21/06/2007 - 13:37  

O coordenador do Núcleo de Pesquisa, Educação e Formação da Rede de Informações para o Terceiro Setor (Rits), Gustavo Gindre, criticou a existência de legislações diferentes para as áreas de radiodifusão e telecomunicações no Brasil. Ele afirmou que essa separação foi uma demanda dos radiodifusores para que não fossem regulados com a reformulação do código brasileiro de telecomunicações, que virou a Lei Geral de Telecomunicações em 1997. Segundo Gindre, o poder dos radiodifusores no Congresso começou a ficar evidente a partir de 1962, quando os parlamentares derrubaram 52 vetos do então presidente João Goulart à Lei de Comunicações.

Ele disse ainda que o decreto que instituiu a TV digital novamente excluiu os radiodifusores mostrando que a situação hoje permanece a mesma. Gindre informou que, atualmente, há uma discussão sobre a classificação indicativa da programação que os radiodifusores também não admitem que seja regulada.

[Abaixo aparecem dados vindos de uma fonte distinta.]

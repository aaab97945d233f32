//! Router - sends writes and schema changes to the node that leads them.
//!
//! The router combines the leader cache (device → endpoint, plus the meta
//! leader) with the connection pool (endpoint → connection) and follows the
//! redirects nodes answer with.
//!
//! # Dispatch
//!
//! Every request takes one of three paths, chosen by [`Request::route`]:
//!
//! - **Single target** (schema changes, one record, one device's rows, one
//!   tablet): on a redirect, cache the named leader and retry there once.
//! - **Device map** (several tablets): a redirect carries a leader per device.
//!   Every entry is cached in one pass and no retry is made.
//! - **Flat batch** (records spanning devices): a redirect names one node for
//!   the whole batch. The batch is split by device and each sub-batch is
//!   resubmitted on the single-target path, so each device's own leader gets
//!   learned.
//!
//! A retry is never followed by another, and whatever it answers the call
//! completes. Errors reach the caller only from the first attempt or from
//! connecting to the redirect target.
//!
//! # Leader caching disabled
//!
//! With caching off the router holds only its default connection. No cache,
//! meta leader or pool is allocated, and redirects are absorbed without a
//! retry.

use std::sync::atomic::{AtomicBool, Ordering};
use std::sync::Arc;

use strata_core::{
    ConnectionResult, DeviceId, DeviceRecords, Endpoint, Record, Row, RouterConfig, Tablet,
    TimeseriesSchema, Value,
};
use tracing::{debug, info, warn};

use crate::connection::{Connection, Connector, Reply, Request, Route};
use crate::error::{RouterError, RouterResult, SubBatchFailure};
use crate::leader_cache::LeaderCache;
use crate::pool::ConnectionPool;
use crate::redirect::{interpret, RedirectPlan};
use crate::splitter::{is_single_device, split_by_device};

/// Leader tracking state, present only when caching is enabled.
struct Leaders<C: Connector> {
    cache: LeaderCache,
    pool: ConnectionPool<C>,
}

/// Whose leader a single-target request needs.
#[derive(Debug, Clone, Copy)]
enum Target<'a> {
    Meta,
    Device(&'a DeviceId),
}

/// Routes requests to cluster leaders, learning them from redirects.
pub struct Router<C: Connector> {
    config: RouterConfig,
    /// Connection to the configured endpoint. Never replaced.
    default: Arc<C::Connection>,
    leaders: Option<Leaders<C>>,
    closed: AtomicBool,
}
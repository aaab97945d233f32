//! Connection pool - one live connection per endpoint.
//!
//! Connections are opened lazily on first use and kept until `close_all`.
//! A slow connect to one endpoint never delays callers of another.
//! The pool never holds two connections for the same endpoint and never
//! shrinks before it is closed.

use std::collections::HashMap;
use std::sync::Arc;

use strata_core::{ConnectionResult, Endpoint};
use tokio::sync::{Mutex, OnceCell};
use tracing::{debug, warn};

use crate::connection::{Connection, Connector};

/// Slot for one endpoint. Empty while its first connect is in flight.
type Slot<C> = Arc<OnceCell<Arc<<C as Connector>::Connection>>>;

/// Pool of connections keyed by endpoint.
pub struct ConnectionPool<C: Connector> {
    /// Opens connections on a miss.
    connector: Arc<C>,
    /// Locked only to find or insert a slot, never across `connect`.
    /// Concurrent misses for one endpoint wait on that endpoint's slot.
    slots: Mutex<HashMap<Endpoint, Slot<C>>>,
}

impl<C: Connector> ConnectionPool<C> {
    /// Creates an empty pool.
    #[must_use]
    pub fn new(connector: Arc<C>) -> Self {
        Self {
            connector,
            slots: Mutex::new(HashMap::new()),
        }
    }

    /// Creates a pool already holding `connection`.
    #[must_use]
    pub fn with_connection(connector: Arc<C>, connection: Arc<C::Connection>) -> Self {
        let endpoint = connection.endpoint().clone();
        let slot = Arc::new(OnceCell::new_with(Some(connection)));
        Self {
            connector,
            slots: Mutex::new(HashMap::from([(endpoint, slot)])),
        }
    }

    /// Returns the connection for `endpoint`, opening it if needed.
    ///
    /// Only callers asking for the same endpoint wait on its connect.
    ///
    /// # Errors
    ///
    /// Returns `ConnectionError::ConnectFailed` if a new connection could not
    /// be opened. The pool is left unchanged in that case.
    pub async fn get(&self, endpoint: &Endpoint) -> ConnectionResult<Arc<C::Connection>> {
        let slot = Arc::clone(self.slots.lock().await.entry(endpoint.clone()).or_default());
        if let Some(connection) = slot.get() {
            return Ok(Arc::clone(connection));
        }

        let opened = slot
            .get_or_try_init(|| async {
                self.connector.connect(endpoint).await.map(|connection| {
                    debug!(endpoint = %endpoint, "opened pooled connection");
                    Arc::new(connection)
                })
            })
            .await;

        match opened {
            Ok(connection) => Ok(Arc::clone(connection)),
            Err(e) => {
                self.discard_empty(endpoint, &slot).await;
                Err(e)
            }
        }
    }

    /// Drops `slot` after a failed connect unless another caller still
    /// waits on it.
    async fn discard_empty(&self, endpoint: &Endpoint, slot: &Slot<C>) {
        let mut slots = self.slots.lock().await;
        let unused = slots.get(endpoint).is_some_and(|current| {
            Arc::ptr_eq(current, slot) && !slot.initialized() && Arc::strong_count(slot) == 2
        });
        if unused {
            slots.remove(endpoint);
        }
    }

    /// Returns true if a connection to `endpoint` is pooled.
    pub async fn contains(&self, endpoint: &Endpoint) -> bool {
        self.slots
            .lock()
            .await
            .get(endpoint)
            .is_some_and(|slot| slot.initialized())
    }

    /// Returns the number of pooled connections.
    pub async fn len(&self) -> usize {
        self.slots
            .lock()
            .await
            .values()
            .filter(|slot| slot.initialized())
            .count()
    }

    /// Returns true if the pool is empty.
    pub async fn is_empty(&self) -> bool {
        self.len().await == 0
    }

    /// Returns the pooled endpoints, sorted.
    pub async fn endpoints(&self) -> Vec<Endpoint> {
        let mut endpoints: Vec<_> = self
            .slots
            .lock()
            .await
            .iter()
            .filter(|(_, slot)| slot.initialized())
            .map(|(endpoint, _)| endpoint.clone())
            .collect();
        endpoints.sort();
        endpoints
    }

    /// Closes and removes every pooled connection.
    ///
    /// A failing close is logged and does not stop the remaining closes.
    /// Returns the number of connections that closed cleanly.
    pub async fn close_all(&self) -> usize {
        let drained: Vec<_> = self.slots.lock().await.drain().collect();
        let mut total = 0;
        let mut closed = 0;
        for (endpoint, slot) in drained {
            let Some(connection) = slot.get() else {
                continue;
            };
            total += 1;
            match connection.close().await {
                Ok(()) => closed += 1,
                Err(e) => warn!(endpoint = %endpoint, error = %e, "failed to close connection"),
            }
        }
        debug!(closed, total, "connection pool closed");
        closed
    }
}

impl<C: Connector> std::fmt::Debug for ConnectionPool<C> {
    fn fmt(&self, f: &mut std::fmt::Formatter<'_>) -> std::fmt::Result {
        f.debug_struct("ConnectionPool").finish_non_exhaustive()
    }
}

Gindre disse que a população não sabe que é a proprietária do espectro eletromagnético, pois há uma tradição de considerar a comunicação um direito privado e não público no Brasil.

Rádios comunitárias
O conselheiro da Anatel Pedro Ziller afirmou que não cabe à agência modificar a legislação, mas apenas cumpri-la. Ele explicou que nos casos das rádios comunitárias não há perseguição da Anatel, e sim a criminalização de rádios não outorgadas pela legislação existente. Ziller se colocou a disposição dos deputados para sugerir mudanças na atual legislação.

Ziller e Gindre participam do seminário preparatório para a 1ª Conferência Nacional de Comunicação, no auditório Nereu Ramos.